Она открыла дверь спальни, выходящую в гостиную, и пропела двумя великолепными нотами:
— Руперт!
Руперт сражался с письмами от ее поклонников. Войдя, он увидел, что мистер Реес разложил на кровати несколько глянцевых цветных фотографий дома на острове.
Соммита была очарована. Она восклицала, мурлыкала, ликовала. Несколько раз даже начинала смеяться. Пришел Бен Руби, и фотографии снова разложили для просмотра. Она обнимала всех троих по отдельности и более или менее всех разом.
А затем, внезапно перейдя к практической стороне дела, Соммита сказала:
— Музыкальный салон. Дайте-ка взглянуть на него еще раз. Да. Какого он размера?
— Насколько я помню, — ответил мистер Реес, — шестьдесят футов в длину и сорок в ширину.
Мистер Руби присвистнул.
— Ничего себе размер, — заметил он. — Больше похоже на мини-театр, чем на комнату в доме. Ты собираешься давать концерты, дорогуша?
— Лучше! — вскричала она. — Разве я не говорила тебе, Монти, дорого-о-й, что у нас есть планы? Ах, мы составили такой план, Руперт и я! Верно, caro?[4] Да?
— Да, — сказал Руперт, бросив неуверенный взгляд на мистера Рееса. — То есть… чудесные.
Лицо у мистера Рееса было на редкость бесстрастным, но Руперту показалось, что по нему пробежала тень покорности. Лицо же мистера Руби выражало глубочайшее опасение.
Соммита величественным жестом обхватила правой рукой плечи Руперта.
— Это милое дитя, — сказала она так, словно была его матерью, — этот обожаемый друг, — вряд ли она могла выразиться еще откровеннее, — он гений. Это говорю вам я — я, которая знает. Гений. — Все молчали, и Соммита продолжила: — Я живу с этой оперой. Я изучила эту оперу. Я изучила главную партию. Руфь. Все арии, соло, дуэты — их два — и ансамбли. Все, абсолютно все они несут на себе клеймо гения. Я использую слово «клеймо», — поправилась она, — не в смысле мученичества. Наверное, лучше сказать «они несут знамя гения». Гений! — закричала она.
Глядя в эту минуту на Руперта, можно было подумать, что слово «мученичество» все же подходит больше. Его лицо побагровело, и он нервно ерзал в ее объятиях. Она не слишком нежно встряхнула его.

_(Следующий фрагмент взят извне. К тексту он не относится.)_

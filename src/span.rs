/// A location inside a rendered call site: byte offset range of one argument.
#[derive(Clone, Copy, Debug, PartialEq, Eq)]
pub struct Span {
    pub start: u32,
    pub end: u32,
}

impl Span {
    pub fn new(start: u32, end: u32) -> Self {
        Self { start, end }
    }

    pub fn dummy() -> Self {
        Self { start: 0, end: 0 }
    }

    pub fn range(&self) -> std::ops::Range<usize> {
        self.start as usize..self.end as usize
    }
}
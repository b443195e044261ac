use ndloop::{
    clear_all_gradients, ExecutionContext, FieldDecl, FieldId, LaunchConfig, LayoutBuilder,
    RangeLoop, ScalarKind, StorageRegistry,
};

const N: usize = 128;

/// root ─┬─ place(x)
///       ├─ dense(n) ─ place(y)
///       └─ dense(n) ─ dense(n) ─ place(z, w)
fn layout() -> (StorageRegistry, [FieldId; 4]) {
    let mut layout = LayoutBuilder::new();
    let x = layout.declare(FieldDecl::scalar("x", ScalarKind::F32));
    let y = layout.declare(FieldDecl::scalar("y", ScalarKind::F32));
    let z = layout.declare(FieldDecl::scalar("z", ScalarKind::F32));
    let w = layout.declare(FieldDecl::scalar("w", ScalarKind::F32));
    let root = layout.root();
    layout.place(root, &[x]);
    let row = layout.dense(root, &[N]);
    layout.place(row, &[y]);
    let outer = layout.dense(root, &[N]);
    let inner = layout.dense(outer, &[N]);
    layout.place(inner, &[z, w]);
    layout.lazy_grad();
    (layout.finalize().unwrap(), [x, y, z, w])
}

fn seed(reg: &StorageRegistry, [x, y, z, w]: [FieldId; 4]) {
    reg.adjoint(x).unwrap().set_f64(&[], 3.0).unwrap();
    for i in 0..N as i64 {
        reg.adjoint(y).unwrap().set_f64(&[i], 3.0).unwrap();
        for j in 0..N as i64 {
            reg.adjoint(z).unwrap().set_f64(&[i, j], 5.0).unwrap();
            reg.adjoint(w).unwrap().set_f64(&[i, j], 6.0).unwrap();
        }
    }
}

fn all_zero(reg: &StorageRegistry, fields: &[FieldId]) -> bool {
    fields
        .iter()
        .all(|f| reg.adjoint(*f).unwrap().to_vec_f64().iter().all(|v| *v == 0.0))
}

#[test]
fn test_clear_all_gradients() {
    let (reg, fields) = layout();
    seed(&reg, fields);
    let ctx = ExecutionContext::new(LaunchConfig::default(), reg).unwrap();

    let stats = clear_all_gradients(&ctx);
    assert!(all_zero(ctx.registry(), &fields));
    assert_eq!(stats.fields_visited, 4);
    assert_eq!(stats.buffers_cleared, 4);
    assert_eq!(stats.elements_cleared, 1 + N + 2 * N * N);
}

#[test]
fn test_clear_twice_equals_clear_once() {
    let (reg, fields) = layout();
    seed(&reg, fields);
    let ctx = ExecutionContext::new(LaunchConfig::default(), reg).unwrap();

    let first = clear_all_gradients(&ctx);
    let second = clear_all_gradients(&ctx);
    assert_eq!(first, second);
    assert!(all_zero(ctx.registry(), &fields));
}

#[test]
fn test_kernel_writes_then_clear() {
    let (reg, fields) = layout();
    let [_, _, z, _] = fields;
    let ctx = ExecutionContext::new(
        LaunchConfig {
            workers: Some(2),
            ..LaunchConfig::default()
        },
        reg,
    )
    .unwrap();

    let lp = RangeLoop::from(ndloop::ndrange![N as i64, N as i64].unwrap())
        .compile()
        .unwrap();
    let grad = ctx.registry().adjoint(z).unwrap();
    ctx.launch(&lp, &ndloop::KernelArgs::new(), |it| {
        grad.set_f64(it.index().as_slice(), 1.0)
    })
    .unwrap();
    assert!(grad.to_vec_f64().iter().all(|v| *v == 1.0));

    clear_all_gradients(&ctx);
    assert!(all_zero(ctx.registry(), &fields));
    let reg = ctx.into_registry();
    assert_eq!(reg.primary(z).unwrap().len(), N * N);
}
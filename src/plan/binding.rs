use std::ops::Range;

use crate::diagnostic::{Diagnostic, DiagnosticCode};
use crate::domain::CallSite;
use crate::index::GroupedIndex;
use crate::span::Span;

/// What the loop header binds.
#[derive(Clone, Copy, Debug, PartialEq, Eq)]
pub enum LoopTargets {
    /// One grouped target holding every axis: `for I in grouped(...)`.
    Grouped,
    /// `n` named loop variables: `for i, j in ...`.
    Vars(usize),
}

/// Value bound to one loop variable for one iteration.
#[derive(Clone, Copy, Debug, PartialEq, Eq)]
pub enum LoopVar {
    Scalar(i64),
    Grouped(GroupedIndex),
}

impl LoopVar {
    pub fn as_scalar(&self) -> Option<i64> {
        match self {
            LoopVar::Scalar(v) => Some(*v),
            LoopVar::Grouped(_) => None,
        }
    }

    pub fn as_grouped(&self) -> Option<&GroupedIndex> {
        match self {
            LoopVar::Scalar(_) => None,
            LoopVar::Grouped(g) => Some(g),
        }
    }
}

/// How axis values are distributed over the bound loop variables.
#[derive(Clone, Debug, PartialEq, Eq)]
pub struct Binding {
    /// Axis range covered by each variable, in order.
    groups: Vec<Range<usize>>,
    /// Every variable is delivered grouped, even when it covers one axis.
    grouped: bool,
}

impl Binding {
    /// Bind `targets` over a domain of `rank` axes.
    ///
    /// Returns the binding and, when fewer variables than axes are bound,
    /// the deprecation warning to surface on every call.
    pub(crate) fn new(
        targets: LoopTargets,
        rank: usize,
        call_site: &CallSite,
    ) -> Result<(Binding, Option<Diagnostic>), Diagnostic> {
        let whole = Span::new(0, call_site.source.len() as u32);
        let vars = match targets {
            LoopTargets::Grouped => {
                return Ok((
                    Binding {
                        groups: vec![0..rank],
                        grouped: true,
                    },
                    None,
                ))
            }
            LoopTargets::Vars(n) => n,
        };

        if vars == 0 || vars > rank {
            return Err(Diagnostic::error(
                format!(
                    "{} loop variables cannot iterate `{}` of rank {}",
                    vars, call_site.source, rank
                ),
                whole,
            )
            .with_code(DiagnosticCode::ShapeError)
            .with_help("bind between 1 and the domain rank loop variables".to_string()));
        }

        if vars == rank {
            return Ok((
                Binding {
                    groups: (0..rank).map(|k| k..k + 1).collect(),
                    grouped: false,
                },
                None,
            ));
        }

        // The first vars-1 variables take one axis each, the last takes the rest.
        let mut groups: Vec<Range<usize>> = (0..vars - 1).map(|k| k..k + 1).collect();
        groups.push(vars - 1..rank);
        let warning = Diagnostic::warning(
            format!(
                "Ndrange for loop with number of the loop variables not equal to the dimension \
                 of the ndrange is deprecated ({} variables, {} axes)",
                vars, rank
            ),
            whole,
        )
        .with_code(DiagnosticCode::ArityWarning)
        .with_help(
            "bind one loop variable per axis, or iterate a grouped index instead".to_string(),
        );

        Ok((
            Binding {
                groups,
                grouped: false,
            },
            Some(warning),
        ))
    }

    pub fn var_count(&self) -> usize {
        self.groups.len()
    }

    /// The value of variable `k` for the tuple `index`.
    pub fn bind(&self, k: usize, index: &GroupedIndex) -> Option<LoopVar> {
        let group = self.groups.get(k)?;
        if !self.grouped && group.len() == 1 {
            Some(LoopVar::Scalar(index[group.start]))
        } else {
            Some(LoopVar::Grouped(index.slice(group.clone())))
        }
    }
}

/// One iteration step handed to a loop body.
#[derive(Clone, Copy, Debug)]
pub struct Iteration<'a> {
    flat: u64,
    index: GroupedIndex,
    binding: &'a Binding,
}

impl<'a> Iteration<'a> {
    pub(crate) fn new(flat: u64, index: GroupedIndex, binding: &'a Binding) -> Self {
        Self {
            flat,
            index,
            binding,
        }
    }

    /// Position in the canonical row-major order.
    pub fn flat(&self) -> u64 {
        self.flat
    }

    /// All axis values, regardless of how they are bound.
    pub fn index(&self) -> &GroupedIndex {
        &self.index
    }

    /// Value of loop variable `k`.
    pub fn var(&self, k: usize) -> Option<LoopVar> {
        self.binding.bind(k, &self.index)
    }

    /// Scalar value of loop variable `k`, if it is bound to a single axis.
    pub fn scalar(&self, k: usize) -> Option<i64> {
        self.var(k).and_then(|v| v.as_scalar())
    }

    pub fn vars(&self) -> Vec<LoopVar> {
        (0..self.binding.var_count())
            .filter_map(|k| self.var(k))
            .collect()
    }
}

— Умница, умница! — воскликнула Соммита и громко его поцеловала.
— Так мы услышим твой план? — спросил мистер Реес.
Поскольку на часах было семь вечера, она погнала их в гостиную и велела Руперту приготовить коктейли. Он с радостью скрылся в недрах прохладного шкафа, где хранились напитки, лед и бокалы. Остальные обменялись несколькими отрывочными и едва слышными репликами. Мистер Руби пару раз прокашлялся. Неожиданно, так что Руперт пролил предназначенный для мистера Рееса виски с содовой, раздались звуки стоявшего в гостиной фортепиано: зазвучало вступление к тому, что, как он надеялся, станет грандиозной арией его оперы, и великолепный голос душераздирающим пианиссимо[5] запел: «Одна, одна среди чужих».
Именно в этот момент, без всякого предупреждения, Руперта с катастрофической уверенностью посетило озарение: он ошибся в своей опере. Даже самый прекрасный на свете голос не мог сделать из нее больше того, чем она была — она навсегда останется третьесортным произведением.
Бесполезно, подумал он. Опера до нелепости банальна. А потом пришла следующая мысль: она неспособна здраво ее оценить. Она немузыкальна.